Unlike death, divorce is not the end of life, but it is the end of the life of a marriage. However, it is also a new beginning, a restructuring and an opportunity for growth. As such, I think there are similarities and differences in the experiences of doctors and their patients, to family law lawyers and their clients.  In both death and divorce, what tradeoffs one is willing to make is an appropriate question. The Consilium Process helps lawyers help clients to make this transition in thoughtful and considered ways. 

When Gawande’s own father, himself a surgeon, was diagnosed with an aggressive cancer, he and Atul talked to two different doctors about possible treatment paths. Their advice differed, but the delivery of their recommendations was more pronounced than the details of their proposed treatment plans. Those conversations led Atul to revisit three documented styles of medical care he had studied during medical school: paternalistic, informative, and interpretive.  

Paternalistic care aims to ensure that patients receive what doctors believe they should receive (e.g., you should take the green pill). Informative care details the facts and figures, with the instruction that the rest is up to you (“Here’s what the green pill does and here’s what yellow pill does. Which one do you want?”). Interpretive care is the nexus where information and control meet guidance (it’s where doctors ask, “What is most important to you? What are your worries?”). If you consider these three approaches to elder care in comparison with family law disputation, you can see why the analogy seems like an apt one.

If doctors know what you prefer, they will tell you about the green pill and the yellow pill and which one they believe will most help you achieve your priorities.
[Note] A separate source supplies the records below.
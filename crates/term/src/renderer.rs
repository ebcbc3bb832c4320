//! TerminalRenderer: flushes a framebuffer to a terminal.
//!
//! The first frame (and any frame after a resize or [`TerminalRenderer::invalidate`])
//! is a full redraw; later frames only rewrite the runs of cells that changed.

use std::io::{self, Write};

use anyhow::Result;

use crossterm::{
    cursor,
    style::{
        Attribute, Color, Print, ResetColor, SetAttribute, SetBackgroundColor, SetForegroundColor,
    },
    terminal, QueueableCommand,
};

use crate::fb::{CellStyle, FrameBuffer, Rgb};

pub struct TerminalRenderer<W: Write = io::Stdout> {
    out: W,
    last: Option<FrameBuffer>,
    buf: Vec<u8>,
}

impl TerminalRenderer<io::Stdout> {
    pub fn new() -> Self {
        Self::with_writer(io::stdout())
    }
}

impl Default for TerminalRenderer<io::Stdout> {
    fn default() -> Self {
        Self::new()
    }
}

impl<W: Write> TerminalRenderer<W> {
    pub fn with_writer(out: W) -> Self {
        Self {
            out,
            last: None,
            buf: Vec::with_capacity(64 * 1024),
        }
    }

    /// Raw mode, alternate screen, hidden cursor.
    pub fn enter(&mut self) -> Result<()> {
        terminal::enable_raw_mode()?;
        self.buf.clear();
        self.buf.queue(terminal::EnterAlternateScreen)?;
        self.buf.queue(cursor::Hide)?;
        self.buf.queue(terminal::DisableLineWrap)?;
        self.flush_buf()?;
        self.last = None;
        Ok(())
    }

    /// Undo [`TerminalRenderer::enter`].
    pub fn exit(&mut self) -> Result<()> {
        self.buf.clear();
        self.buf.queue(ResetColor)?;
        self.buf.queue(SetAttribute(Attribute::Reset))?;
        self.buf.queue(terminal::EnableLineWrap)?;
        self.buf.queue(cursor::Show)?;
        self.buf.queue(terminal::LeaveAlternateScreen)?;
        self.flush_buf()?;
        terminal::disable_raw_mode()?;
        Ok(())
    }

    /// Force the next draw to be a full redraw (e.g. after a resize event).
    pub fn invalidate(&mut self) {
        self.last = None;
    }

    /// Draw `fb`, diffing against the previous frame.
    ///
    /// The previous frame is swapped into `fb` afterwards so the caller can
    /// render the next frame into it without allocating.
    pub fn present(&mut self, fb: &mut FrameBuffer) -> Result<()> {
        self.buf.clear();
        let mut prev = match self.last.take() {
            Some(prev) if prev.width() == fb.width() && prev.height() == fb.height() => {
                encode_diff_into(&prev, fb, &mut self.buf)?;
                prev
            }
            Some(mut prev) => {
                encode_full_into(fb, &mut self.buf)?;
                prev.resize(fb.width(), fb.height());
                prev
            }
            None => {
                encode_full_into(fb, &mut self.buf)?;
                FrameBuffer::new(fb.width(), fb.height())
            }
        };
        self.flush_buf()?;

        std::mem::swap(&mut prev, fb);
        self.last = Some(prev);
        Ok(())
    }

    pub fn writer(&self) -> &W {
        &self.out
    }

    fn flush_buf(&mut self) -> Result<()> {
        self.out.write_all(&self.buf)?;
        self.out.flush()?;
        Ok(())
    }
}

/// Encode a full-frame redraw into `out`.
pub fn encode_full_into(fb: &FrameBuffer, out: &mut Vec<u8>) -> Result<()> {
    out.queue(terminal::Clear(terminal::ClearType::All))?;
    out.queue(cursor::MoveTo(0, 0))?;

    let mut current_style: Option<CellStyle> = None;
    for y in 0..fb.height() {
        for x in 0..fb.width() {
            let cell = fb.get(x, y).unwrap_or_default();
            if current_style != Some(cell.style) {
                apply_style_into(out, cell.style)?;
                current_style = Some(cell.style);
            }
            out.queue(Print(cell.ch))?;
        }
        if y + 1 < fb.height() {
            out.queue(Print("\r\n"))?;
        }
    }

    out.queue(ResetColor)?;
    out.queue(SetAttribute(Attribute::Reset))?;
    Ok(())
}

/// Encode only the changed runs of `next` relative to `prev` into `out`.
pub fn encode_diff_into(prev: &FrameBuffer, next: &FrameBuffer, out: &mut Vec<u8>) -> Result<()> {
    let mut current_style: Option<CellStyle> = None;

    for (x, y, len) in changed_runs(prev, next) {
        out.queue(cursor::MoveTo(x, y))?;
        for dx in 0..len {
            let cell = next.get(x + dx, y).unwrap_or_default();
            if current_style != Some(cell.style) {
                apply_style_into(out, cell.style)?;
                current_style = Some(cell.style);
            }
            out.queue(Print(cell.ch))?;
        }
    }

    out.queue(ResetColor)?;
    out.queue(SetAttribute(Attribute::Reset))?;
    Ok(())
}

fn apply_style_into(out: &mut Vec<u8>, style: CellStyle) -> Result<()> {
    out.queue(SetForegroundColor(rgb_to_color(style.fg)))?;
    out.queue(SetBackgroundColor(rgb_to_color(style.bg)))?;
    out.queue(SetAttribute(Attribute::Reset))?;
    if style.bold {
        out.queue(SetAttribute(Attribute::Bold))?;
    }
    if style.dim {
        out.queue(SetAttribute(Attribute::Dim))?;
    }
    Ok(())
}

fn rgb_to_color(rgb: Rgb) -> Color {
    Color::Rgb {
        r: rgb.r,
        g: rgb.g,
        b: rgb.b,
    }
}

/// `(x, y, len)` runs of horizontally adjacent cells that differ
///
/// A size mismatch marks every row dirty.
fn changed_runs(prev: &FrameBuffer, next: &FrameBuffer) -> Vec<(u16, u16, u16)> {
    let (w, h) = (next.width(), next.height());
    if prev.width() != w || prev.height() != h {
        return (0..h).map(|y| (0, y, w)).collect();
    }

    let differs = |x: u16, y: u16| prev.get(x, y) != next.get(x, y);
    let mut runs = Vec::new();
    for y in 0..h {
        let mut x = 0;
        while x < w {
            if !differs(x, y) {
                x += 1;
                continue;
            }
            let start = x;
            while x < w && differs(x, y) {
                x += 1;
            }
            runs.push((start, y, x - start));
        }
    }
    runs
}
//! Falling-block puzzle runner (default binary).
//!
//! `play` (the default) runs the interactive terminal game; `agent` drives the
//! engine from stdin and reports JSON frames on stdout.

mod play;

use std::io;
use std::path::PathBuf;
use std::time::Duration;

use anyhow::{bail, Result};
use clap::{Parser, Subcommand};
use log::{info, LevelFilter};

use tetris_env::agent::{self, AgentOptions};
use tetris_env::core::config::parse_horizon;
use tetris_env::core::{EngineConfig, ObservationMode, Tetris};
use tetris_env::logging::init_file_logger;
use tetris_env::term::TerminalRenderer;
use tetris_env::types::DEFAULT_DROP_INTERVAL_MS;

#[derive(Parser, Debug)]
#[command(name = "tetris-env", version, about)]
struct Cli {
    #[command(subcommand)]
    command: Option<Command>,

    /// Seed for the piece source (random if omitted)
    #[arg(long, global = true)]
    seed: Option<u64>,

    /// Step limit per episode; `none` for no limit
    #[arg(long, global = true, value_name = "N|none")]
    horizon: Option<String>,

    /// Number of upcoming pieces in the queue (at least 1)
    #[arg(long, global = true, value_name = "N")]
    queue: Option<usize>,

    /// Observation layout: panels | flat
    #[arg(long, global = true)]
    observation: Option<String>,

    /// Append log records to this file (logging is off without it)
    #[arg(long, global = true)]
    log_file: Option<PathBuf>,

    /// Minimum level written to the log file
    #[arg(long, global = true, default_value = "info")]
    log_level: LevelFilter,
}

#[derive(Subcommand, Debug)]
enum Command {
    /// Interactive terminal game
    Play {
        /// Auto-drop interval in milliseconds
        #[arg(long, default_value_t = DEFAULT_DROP_INTERVAL_MS as u64)]
        drop_interval_ms: u64,
    },
    /// Read action codes from stdin, write JSON frames to stdout
    Agent {
        /// Also print the text render to stderr after each frame
        #[arg(long)]
        text: bool,
    },
}

impl Cli {
    /// Environment configuration with command-line overrides applied
    fn engine_config(&self) -> Result<EngineConfig> {
        let mut config = EngineConfig::from_env();
        if let Some(seed) = self.seed {
            config = config.with_seed(seed);
        }
        if let Some(raw) = &self.horizon {
            match parse_horizon(raw) {
                Some(horizon) => config = config.with_horizon(horizon),
                None => bail!("invalid --horizon {:?}: expected a step count or `none`", raw),
            }
        }
        if let Some(queue) = self.queue {
            if queue == 0 {
                bail!("--queue must be at least 1");
            }
            config = config.with_next_queue_size(queue);
        }
        if let Some(raw) = &self.observation {
            match ObservationMode::from_str(raw) {
                Some(mode) => config = config.with_observation(mode),
                None => bail!("invalid --observation {:?}: expected `panels` or `flat`", raw),
            }
        }
        Ok(config)
    }
}

fn main() -> Result<()> {
    let cli = Cli::parse();

    if let Some(path) = &cli.log_file {
        init_file_logger(path, cli.log_level)?;
    }

    let config = cli.engine_config()?;
    let mut game = Tetris::new(config);
    info!("engine seed {} config {:?}", game.seed(), config);

    match cli.command.unwrap_or(Command::Play {
        drop_interval_ms: DEFAULT_DROP_INTERVAL_MS as u64,
    }) {
        Command::Play { drop_interval_ms } => {
            let mut term = TerminalRenderer::new();
            term.enter()?;

            let result = play::run(&mut term, &mut game, Duration::from_millis(drop_interval_ms));

            // Always try to restore terminal state.
            let _ = term.exit();
            result
        }
        Command::Agent { text } => {
            let stdin = io::stdin();
            let summary = agent::run(
                &mut game,
                stdin.lock(),
                io::stdout().lock(),
                io::stderr().lock(),
                AgentOptions { text },
            )?;
            info!("{:?}", summary);
            Ok(())
        }
    }
}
Interpretive doctors challenge patients to rethink ill-considered priorities and beliefs and help them think through not only first-order desires (immediate goals) but also second-order desires (desires about desires — remaining more faithful to larger goals (resisting desert for an overall healthier lifestyle).  

It seems to me that Gawande’s consideration of those styles is revealing for lawyers as well.

Like physicians, lawyers often have either paternalistic or informative styles. Just as becoming an interpretive physician takes more skill than medical knowledge alone, becoming a Consilium-trained lawyer requires the development of skills beyond just knowledge of the law. “Ask, tell, ask” is a method used in palliative care and one which lawyers could, but seldom do use.  

Consilium lawyers will learn to make a practice of asking clients what it is they want to know, telling clients what it is they should know, answering any questions they have, and then confirming what they’re taking away from your explanations. Although in and of itself not a difficult task for a highly skilled lawyer, this important form of communication is often overlooked, especially in paternalistic and informative practice models.  But that sharing of information could help so much, if lawyers took the emotional well-being of their clients as seriously as matters of financial/property disputes.  When applied by a Consilium-trained lawyer alongside other complementary tools and skills, our approach will help them work with a client to create a roadmap with meaning. Layering this guidance with an understanding of a client’s fears and goals helps clients to build healthier selves as well as restructured families imprinted with their own unique design.  

It seems to me that it is incumbent upon family lawyers to say to clients “Tell me, what is it you want to do with your one wild and precious life?”, and then ask “How can I help you achieve those goals?”